• [Assignment]: Look through the lines below and extract any with the word "clone".

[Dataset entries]
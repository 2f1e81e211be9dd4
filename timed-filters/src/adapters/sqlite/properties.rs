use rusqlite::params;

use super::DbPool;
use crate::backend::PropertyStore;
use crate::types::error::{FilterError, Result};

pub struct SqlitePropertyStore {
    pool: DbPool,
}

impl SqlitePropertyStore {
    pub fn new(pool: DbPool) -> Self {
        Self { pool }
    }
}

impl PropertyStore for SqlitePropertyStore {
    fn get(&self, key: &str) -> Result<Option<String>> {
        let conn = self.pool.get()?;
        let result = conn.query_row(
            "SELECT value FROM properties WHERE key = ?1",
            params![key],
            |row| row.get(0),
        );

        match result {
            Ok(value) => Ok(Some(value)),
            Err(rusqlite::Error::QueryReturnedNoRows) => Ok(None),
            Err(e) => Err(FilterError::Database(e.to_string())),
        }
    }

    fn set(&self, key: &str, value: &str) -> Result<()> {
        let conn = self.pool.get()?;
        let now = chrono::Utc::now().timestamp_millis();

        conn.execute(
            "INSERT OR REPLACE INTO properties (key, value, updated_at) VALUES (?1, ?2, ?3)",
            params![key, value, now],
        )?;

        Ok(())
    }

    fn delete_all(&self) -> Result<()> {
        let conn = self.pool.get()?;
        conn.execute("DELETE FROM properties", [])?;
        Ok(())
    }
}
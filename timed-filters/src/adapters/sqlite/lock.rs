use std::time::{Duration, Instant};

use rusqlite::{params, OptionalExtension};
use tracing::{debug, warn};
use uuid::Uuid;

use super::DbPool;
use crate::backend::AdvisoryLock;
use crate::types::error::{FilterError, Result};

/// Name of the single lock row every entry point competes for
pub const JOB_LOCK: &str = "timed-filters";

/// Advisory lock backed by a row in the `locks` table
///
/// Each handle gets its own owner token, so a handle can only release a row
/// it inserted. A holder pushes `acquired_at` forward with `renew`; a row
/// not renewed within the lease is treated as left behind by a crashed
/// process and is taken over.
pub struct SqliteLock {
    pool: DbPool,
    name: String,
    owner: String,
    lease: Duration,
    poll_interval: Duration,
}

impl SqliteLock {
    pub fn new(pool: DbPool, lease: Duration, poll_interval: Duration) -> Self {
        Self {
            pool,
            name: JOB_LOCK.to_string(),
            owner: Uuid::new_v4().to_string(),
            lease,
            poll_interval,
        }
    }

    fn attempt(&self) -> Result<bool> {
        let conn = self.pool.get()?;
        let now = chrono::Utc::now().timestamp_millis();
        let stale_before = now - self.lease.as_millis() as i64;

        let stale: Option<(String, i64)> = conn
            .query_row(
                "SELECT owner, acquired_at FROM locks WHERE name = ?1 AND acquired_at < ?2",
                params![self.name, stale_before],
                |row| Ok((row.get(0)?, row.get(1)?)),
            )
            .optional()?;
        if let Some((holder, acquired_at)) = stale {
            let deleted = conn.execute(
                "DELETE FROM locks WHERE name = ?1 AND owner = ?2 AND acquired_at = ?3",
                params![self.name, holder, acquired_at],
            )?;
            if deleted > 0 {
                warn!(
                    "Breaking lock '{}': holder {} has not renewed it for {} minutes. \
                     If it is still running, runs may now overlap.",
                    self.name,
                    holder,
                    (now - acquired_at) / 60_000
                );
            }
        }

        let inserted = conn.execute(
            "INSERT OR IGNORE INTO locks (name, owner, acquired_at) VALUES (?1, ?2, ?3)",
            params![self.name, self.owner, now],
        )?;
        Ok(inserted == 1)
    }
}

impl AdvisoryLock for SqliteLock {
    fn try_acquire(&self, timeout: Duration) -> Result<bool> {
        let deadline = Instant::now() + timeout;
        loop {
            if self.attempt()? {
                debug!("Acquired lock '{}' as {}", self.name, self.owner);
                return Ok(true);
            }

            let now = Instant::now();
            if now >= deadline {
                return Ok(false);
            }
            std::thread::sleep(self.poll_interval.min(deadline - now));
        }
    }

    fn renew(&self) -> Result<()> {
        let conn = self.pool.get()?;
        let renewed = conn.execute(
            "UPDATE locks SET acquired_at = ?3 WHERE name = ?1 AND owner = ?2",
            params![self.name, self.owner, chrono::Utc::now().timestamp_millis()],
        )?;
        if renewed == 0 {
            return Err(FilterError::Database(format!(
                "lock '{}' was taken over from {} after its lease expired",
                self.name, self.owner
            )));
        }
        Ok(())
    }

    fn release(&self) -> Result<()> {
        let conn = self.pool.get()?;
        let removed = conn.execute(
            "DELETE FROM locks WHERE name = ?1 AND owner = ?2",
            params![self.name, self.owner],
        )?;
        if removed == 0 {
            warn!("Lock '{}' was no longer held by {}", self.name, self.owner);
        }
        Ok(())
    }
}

==

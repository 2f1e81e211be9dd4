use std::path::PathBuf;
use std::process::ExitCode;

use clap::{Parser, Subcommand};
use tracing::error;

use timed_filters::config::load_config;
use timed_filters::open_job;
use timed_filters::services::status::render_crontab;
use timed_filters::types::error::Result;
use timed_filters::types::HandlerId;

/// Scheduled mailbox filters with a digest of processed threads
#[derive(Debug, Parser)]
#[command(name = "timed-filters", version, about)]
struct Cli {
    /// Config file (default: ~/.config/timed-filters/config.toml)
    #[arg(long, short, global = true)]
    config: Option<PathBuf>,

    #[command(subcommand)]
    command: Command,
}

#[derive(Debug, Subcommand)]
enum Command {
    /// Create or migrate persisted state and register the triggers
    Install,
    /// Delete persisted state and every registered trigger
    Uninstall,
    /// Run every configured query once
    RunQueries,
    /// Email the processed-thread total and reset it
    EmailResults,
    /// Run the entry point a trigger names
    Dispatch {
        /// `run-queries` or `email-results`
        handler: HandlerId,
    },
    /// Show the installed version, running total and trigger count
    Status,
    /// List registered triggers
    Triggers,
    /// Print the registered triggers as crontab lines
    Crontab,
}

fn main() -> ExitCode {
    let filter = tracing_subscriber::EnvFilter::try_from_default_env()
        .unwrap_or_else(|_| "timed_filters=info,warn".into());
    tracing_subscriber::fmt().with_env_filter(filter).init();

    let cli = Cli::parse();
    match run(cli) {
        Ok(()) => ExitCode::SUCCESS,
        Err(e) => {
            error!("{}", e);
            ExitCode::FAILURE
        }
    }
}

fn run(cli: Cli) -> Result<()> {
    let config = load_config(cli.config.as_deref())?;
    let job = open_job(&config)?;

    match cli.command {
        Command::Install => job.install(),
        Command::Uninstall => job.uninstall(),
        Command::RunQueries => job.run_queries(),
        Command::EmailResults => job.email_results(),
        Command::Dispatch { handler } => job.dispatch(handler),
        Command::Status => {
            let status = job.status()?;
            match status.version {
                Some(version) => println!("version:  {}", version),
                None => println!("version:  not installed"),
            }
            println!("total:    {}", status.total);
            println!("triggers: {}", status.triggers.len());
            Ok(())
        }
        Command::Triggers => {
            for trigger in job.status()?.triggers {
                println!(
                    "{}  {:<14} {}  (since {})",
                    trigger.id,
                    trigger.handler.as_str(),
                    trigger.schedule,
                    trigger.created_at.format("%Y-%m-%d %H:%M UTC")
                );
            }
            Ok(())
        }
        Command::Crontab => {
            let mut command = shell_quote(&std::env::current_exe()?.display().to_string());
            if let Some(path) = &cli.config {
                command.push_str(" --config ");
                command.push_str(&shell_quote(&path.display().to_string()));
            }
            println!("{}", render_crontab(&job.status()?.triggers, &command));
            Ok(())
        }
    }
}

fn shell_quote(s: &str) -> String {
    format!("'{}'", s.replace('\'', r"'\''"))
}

==

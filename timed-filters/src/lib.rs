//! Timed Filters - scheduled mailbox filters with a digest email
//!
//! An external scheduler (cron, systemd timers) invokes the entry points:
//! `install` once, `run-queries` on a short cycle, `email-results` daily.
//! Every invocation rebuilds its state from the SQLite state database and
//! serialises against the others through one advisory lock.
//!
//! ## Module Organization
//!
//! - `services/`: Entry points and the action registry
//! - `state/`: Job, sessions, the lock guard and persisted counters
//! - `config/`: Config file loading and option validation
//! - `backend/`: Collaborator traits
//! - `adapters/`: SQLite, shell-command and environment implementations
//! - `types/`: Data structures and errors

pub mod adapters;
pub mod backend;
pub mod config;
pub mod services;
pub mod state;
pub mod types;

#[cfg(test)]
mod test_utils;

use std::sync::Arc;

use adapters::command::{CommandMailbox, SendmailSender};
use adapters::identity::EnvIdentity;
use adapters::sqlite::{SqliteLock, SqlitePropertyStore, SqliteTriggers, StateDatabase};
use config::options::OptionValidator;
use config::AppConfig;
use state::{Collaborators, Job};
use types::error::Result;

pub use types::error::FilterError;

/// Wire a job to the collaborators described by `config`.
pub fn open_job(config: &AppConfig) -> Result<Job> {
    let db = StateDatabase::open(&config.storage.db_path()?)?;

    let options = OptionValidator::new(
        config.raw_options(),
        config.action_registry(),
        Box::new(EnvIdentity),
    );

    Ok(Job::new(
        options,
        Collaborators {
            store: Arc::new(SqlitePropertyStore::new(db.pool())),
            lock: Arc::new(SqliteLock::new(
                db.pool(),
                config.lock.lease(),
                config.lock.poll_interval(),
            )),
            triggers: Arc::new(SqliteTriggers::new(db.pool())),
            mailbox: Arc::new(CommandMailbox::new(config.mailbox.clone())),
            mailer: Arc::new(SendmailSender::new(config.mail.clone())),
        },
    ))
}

• [Reply to the exercise]:
            mailbox: Arc::new(CommandMailbox::new(config.mailbox.clone())),
            mailer: Arc::new(SendmailSender::new(config.mail.clone())),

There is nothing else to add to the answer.